Чтобы донести принцип и до непонятливых, режиссер превратил оперу в ироническую рефлексию по поводу собственной профессии и сделал все, чтобы публика не вздумала всерьез отнестись к действию.
Уже Пролог, повествующий о принципах подлинного актерства, дан в сниженном виде. Его разделили на трех солистов (они же – актеры труппы Канио), поющих в гримерке, и мы понимаем: это не манифест, а репетиция очередного спектакля. Например, «Паяцев». Весь первый акт проходит за грязными и мрачными кулисами, среди остовов декораций. По ходу дела Александров пародирует прессу, видимо, «доставшую» режиссера критикой.
В его спектакле нет итальянских крестьян, вместо них – наглые папарацци с микрофонами и видеокамерами, на презентации пролезающие во все дыры и сметающие выставленное угощение. Их костюмы иллюстрируют недовольство Александрова, выраженное в интервью: журналисты, приходящие в «Санктъ-Петербургъ оперу», нарушают некий не объявленный театром дресс-код. «Я редко встречаю служителей журналистского пера, которые, придя на конференцию, следят за своей одеждой, готовятся к встрече, чаще прибегают непричесанные, неумытые, потому что надо успеть там-сям». Когда Недда (Елена Тихонова) будет выяснять отношения с любовником Сильвио (отличный баритон Алексея Пашиева), кстати, вовсе не сельчанином, а коллегой, шустрая девица с микрофоном влезет в гущу драмы, записывая звуки бурного разговора.
А любовники вместо искреннего чувства начнут его картинно изображать. Ведь театр же!
Правда, и там есть искренность, в основном эротическая. Та же героиня у режиссера – вульгарная похотливая кошка с неприличными жестами: она так и сяк демонстрирует роскошную грудь и катается по полу, чтобы зритель ощутил глубину ее сексуальности. Но, может, и тут театр? И все лицедействуют даже сами с собой?

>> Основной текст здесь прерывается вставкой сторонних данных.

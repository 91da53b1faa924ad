//! Registry of live match sessions
//!
//! Owns every active session and a derived participant index so that lobby
//! joins can cheaply reject participants who are already playing. Match ids
//! are assigned monotonically.

use crate::session::instance::MatchSession;
use crate::types::{MatchId, MatchSummary, ParticipantId};
use std::collections::HashMap;
use std::sync::{Arc, Mutex};

/// Live sessions keyed by match id, with a participant lookup index
///
/// Each session sits behind its own mutex so that two racing move submissions
/// serialize on the session, not on the whole registry.
#[derive(Debug)]
pub struct SessionRegistry {
    sessions: HashMap<MatchId, Arc<Mutex<MatchSession>>>,
    by_participant: HashMap<ParticipantId, MatchId>,
    next_id: MatchId,
}

impl SessionRegistry {
    pub fn new() -> Self {
        Self {
            sessions: HashMap::new(),
            by_participant: HashMap::new(),
            next_id: 1,
        }
    }

    /// Create a session for two distinct, currently unregistered participants
    ///
    /// The caller (the engine's ready hand-off) guarantees both preconditions,
    /// so creation itself cannot fail.
    pub fn create(
        &mut self,
        first_player: ParticipantId,
        second_player: ParticipantId,
        total_rounds: u32,
    ) -> MatchId {
        let match_id = self.next_id;
        self.next_id += 1;

        self.by_participant
            .insert(first_player.clone(), match_id);
        self.by_participant
            .insert(second_player.clone(), match_id);
        let session = MatchSession::new(match_id, first_player, second_player, total_rounds);
        self.sessions.insert(match_id, Arc::new(Mutex::new(session)));
        match_id
    }

    /// The match a participant is currently playing, if any
    pub fn find(&self, participant: &str) -> Option<MatchId> {
        self.by_participant.get(participant).copied()
    }

    pub fn contains_participant(&self, participant: &str) -> bool {
        self.by_participant.contains_key(participant)
    }

    /// Handle to a session's lock
    pub fn session(&self, match_id: MatchId) -> Option<Arc<Mutex<MatchSession>>> {
        self.sessions.get(&match_id).cloned()
    }

    /// All session handles, for sweeps over the live set
    pub fn all_sessions(&self) -> Vec<Arc<Mutex<MatchSession>>> {
        self.sessions.values().cloned().collect()
    }

    /// Snapshot of every live match for status queries
    pub fn summaries(&self) -> Vec<MatchSummary> {
        let mut summaries: Vec<MatchSummary> = self
            .sessions
            .values()
            .filter_map(|handle| {
                let session = handle.lock().ok()?;
                Some(MatchSummary {
                    match_id: session.match_id(),
                    player_count: 2,
                    current_round: session.current_round(),
                    total_rounds: session.total_rounds(),
                })
            })
            .collect();
        summaries.sort_by_key(|s| s.match_id);
        summaries
    }

    /// Remove a finished session and both participant mappings
    pub fn dispose(&mut self, match_id: MatchId) -> Option<Arc<Mutex<MatchSession>>> {
        let handle = self.sessions.remove(&match_id)?;
        self.by_participant.retain(|_, id| *id != match_id);
        Some(handle)
    }

    pub fn len(&self) -> usize {
        self.sessions.len()
    }

    pub fn is_empty(&self) -> bool {
        self.sessions.is_empty()
    }
}

#[cfg(test)]
mod tests {
    use super::*;
    use crate::types::Move;

    #[test]
    fn test_monotonic_match_ids() {
        let mut registry = SessionRegistry::new();
        let a = registry.create("p1".into(), "p2".into(), 1);
        let b = registry.create("p3".into(), "p4".into(), 1);
        assert!(b > a);
    }

    #[test]
    fn test_participant_lookup() {
        let mut registry = SessionRegistry::new();
        let id = registry.create("p1".into(), "p2".into(), 3);
        assert_eq!(registry.find("p1"), Some(id));
        assert_eq!(registry.find("p2"), Some(id));
        assert_eq!(registry.find("p3"), None);
    }

    #[test]
    fn test_summaries_reflect_round_progress() {
        let mut registry = SessionRegistry::new();
        let id = registry.create("p1".into(), "p2".into(), 3);

        {
            let handle = registry.session(id).unwrap();
            let mut session = handle.lock().unwrap();
            session.submit_move("p1", Move::Rock).unwrap();
            session.submit_move("p2", Move::Paper).unwrap();
        }

        let summaries = registry.summaries();
        assert_eq!(summaries.len(), 1);
        assert_eq!(summaries[0].match_id, id);
        assert_eq!(summaries[0].player_count, 2);
        assert_eq!(summaries[0].current_round, 2);
        assert_eq!(summaries[0].total_rounds, 3);
    }

    #[test]
    fn test_dispose_clears_participant_mappings() {
        let mut registry = SessionRegistry::new();
        let id = registry.create("p1".into(), "p2".into(), 1);
        assert!(registry.dispose(id).is_some());
        assert!(registry.is_empty());
        assert_eq!(registry.find("p1"), None);
        assert_eq!(registry.find("p2"), None);
        // Disposing twice is a no-op.
        assert!(registry.dispose(id).is_none());
    }
}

Вот как Недда, которая, лежа на спине и раскинув голые ноги, поет «я полна жизни». Зато Канио (Всеволод Калмыков), по признанию Александрова, его альтер-эго, благородно несчастен: знаменитую арию «Смейся, паяц» он поет с видимым страданием (хотя и тут режиссер работает на снижение: стоит после арии закрыться занавесу, как к публике высовывается театральная маска на палочке). А что в финале Канио «пустит кровушки», так во всем виноваты актеры, на редкость дрянные, ненадежные людишки.

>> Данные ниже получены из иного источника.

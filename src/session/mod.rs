//! Match sessions and the live-session registry
//!
//! A session is a two-party, multi-round contest; the registry owns every
//! live session and maps participants to their active match.

pub mod instance;
pub mod registry;

// Re-export commonly used types
pub use instance::{MatchSession, SessionStatus};
pub use registry::SessionRegistry;
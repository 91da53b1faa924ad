//! Pre-match waiting and readiness coordination
//!
//! This module owns the waiting list and the ready set, and decides when
//! enough ready participants exist to hand off to the session registry.

pub mod queue;

// Re-export commonly used types
pub use queue::WaitingLobby;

Впрочем, публика, по Александрову, не лучше прессы и исполнителей, она тоже никуда не годится. Часть мест в зале занимает хор «Санктъ-Петербургъ оперы», он изображает бесцеремонных театральных зевак, орущих невпопад «браво» и швыряющих бутафорские помидоры в актеров.
Если первый акт «Паяцев» показывал изнанку театра, то второй – его парадный фасад. Тут идет спектакль, показываемый труппой Канио. Сценограф Вячеслав Окунев соорудил нарядные до одури костюмы: от золота и ярких красок рябит в глазах. Мол, нате, дорогие зрители, кушайте мишурную красоту искусства. Герои выходят в ролях итальянской комедии дель Арте, и коллизии действия повторяют репетицию измены, виденную в первом акте: Паяц ревнует Коломбину к сопернику.

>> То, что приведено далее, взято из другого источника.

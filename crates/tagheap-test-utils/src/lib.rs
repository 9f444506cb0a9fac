//! Test utilities for tagheap development.
//!
//! Provides a [`LiveSet`] model of currently-live allocations, a
//! [`HeapOp`] trace vocabulary with a [`run_trace`] driver that checks
//! the allocator's observable properties after every step, and shared
//! heap fixtures so scenario tests agree on a configuration.

#![forbid(unsafe_code)]
#![allow(missing_docs)]
#![deny(rustdoc::broken_intra_doc_links)]

use indexmap::IndexMap;
use tagheap::{check, Allocation, Heap, HeapConfig};

/// Model of the currently-live allocations, independent of the heap's
/// own bookkeeping.
///
/// Backed by an `IndexMap` keyed on payload offset, insertion-ordered
/// so trace replays are deterministic. `insert` asserts the round-trip
/// property: live payloads are pairwise non-overlapping and lie
/// entirely within the arena.
#[derive(Default)]
pub struct LiveSet {
    live: IndexMap<usize, Allocation>,
}

impl LiveSet {
    pub fn new() -> Self {
        Self::default()
    }

    /// Record a fresh allocation, asserting it does not overlap any
    /// live payload and fits under the heap's break.
    pub fn insert(&mut self, heap: &Heap, allocation: Allocation) {
        assert!(
            allocation.offset() + allocation.len() <= heap.brk(),
            "{allocation} extends past the break {}",
            heap.brk()
        );
        for other in self.live.values() {
            let disjoint = allocation.offset() + allocation.len() <= other.offset()
                || other.offset() + other.len() <= allocation.offset();
            assert!(disjoint, "{allocation} overlaps live {other}");
        }
        let replaced = self.live.insert(allocation.offset(), allocation);
        assert!(replaced.is_none(), "offset {} reused while live", allocation.offset());
    }

    /// Forget the `index`-th live allocation (insertion order modulo
    /// the live count) and return it for release.
    pub fn take(&mut self, index: usize) -> Option<Allocation> {
        if self.live.is_empty() {
            return None;
        }
        let (_, allocation) = self.live.swap_remove_index(index % self.live.len())?;
        Some(allocation)
    }

    pub fn len(&self) -> usize {
        self.live.len()
    }

    pub fn is_empty(&self) -> bool {
        self.live.is_empty()
    }

    pub fn iter(&self) -> impl Iterator<Item = &Allocation> {
        self.live.values()
    }
}

/// One step of an allocate/release trace.
#[derive(Clone, Copy, Debug)]
pub enum HeapOp {
    /// Allocate this many payload bytes; the handle joins the live set.
    Alloc(usize),
    /// Release the n-th live allocation (modulo the live count);
    /// a no-op when nothing is live.
    Release(usize),
}

/// Apply a trace to a heap, maintaining the live-set model and
/// verifying heap invariants after every step.
///
/// Allocations that fail with `OutOfMemory` are skipped (exhaustion is
/// a legal outcome of a random trace); every other error panics.
/// Returns the final live set.
pub fn run_trace(heap: &mut Heap, ops: &[HeapOp]) -> LiveSet {
    let mut live = LiveSet::new();
    for &op in ops {
        match op {
            HeapOp::Alloc(size) => match heap.allocate(size) {
                Ok(allocation) if allocation.is_empty() => {}
                Ok(allocation) => live.insert(heap, allocation),
                Err(tagheap::HeapError::OutOfMemory { .. }) => {}
                Err(err) => panic!("allocate({size}) failed: {err}"),
            },
            HeapOp::Release(index) => {
                if let Some(allocation) = live.take(index) {
                    heap.release(allocation).unwrap();
                }
            }
        }
        check::verify(heap).unwrap();
    }
    live
}

/// 4 KiB arena with a 1 KiB chunk: the configuration the scenario
/// tests are written against.
pub fn small_heap() -> Heap {
    Heap::new(HeapConfig::new(4096).chunk(1024)).unwrap()
}

/// 64 KiB arena with a 1 KiB chunk, for traces that need headroom.
pub fn medium_heap() -> Heap {
    Heap::new(HeapConfig::new(1 << 16).chunk(1024)).unwrap()
}

#[cfg(test)]
mod tests {
    use super::*;

    #[test]
    fn run_trace_maintains_the_model() {
        let mut heap = medium_heap();
        let live = run_trace(
            &mut heap,
            &[
                HeapOp::Alloc(8),
                HeapOp::Alloc(100),
                HeapOp::Release(0),
                HeapOp::Alloc(50),
                HeapOp::Release(5),
            ],
        );
        assert_eq!(live.len(), 1);
    }

    #[test]
    fn release_on_empty_live_set_is_ignored() {
        let mut heap = small_heap();
        let live = run_trace(&mut heap, &[HeapOp::Release(0), HeapOp::Release(3)]);
        assert!(live.is_empty());
    }

    #[test]
    #[should_panic(expected = "overlaps live")]
    fn live_set_rejects_overlap() {
        let mut heap = small_heap();
        let a = heap.allocate(16).unwrap();
        let mut live = LiveSet::new();
        live.insert(&heap, a);
        live.insert(&heap, a);
    }
}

Чтобы было совсем как в театре, то есть, по Александрову, преувеличено до глупости, Сильвио играет громадную жареную курицу, которую герои готовятся съесть гигантскими вилками. Нож, которым Канио зарежет Недду, не нож, а скорее тесак. Оркестр тоже вовлечен в лицедейство: в первом действии дирижер стоит за пультом в полосатой фуфайке, во втором – во фраке.
И не вздумайте взволноваться после финального монолога Канио и двойного убийства. Катарсис решительно отменяется, потому что в театре все ненастоящее, и, «умерев» на мгновение, любовники резво вскакивают, вместе с «убийцей» картинно раскланиваясь с публикой.
Что запоминается после этого спектакля? Недостаточно добротный оркестр. Не певцы, в целом неплохо работающие, хотя и с наигрышем: он входит в режиссерскую концепцию. И не музыка.
Главное тут режиссерская философия. Благодаря ей мы проникаемся «свежим» откровением, что жизнь – это, в сущности, большая театральная мизансцена.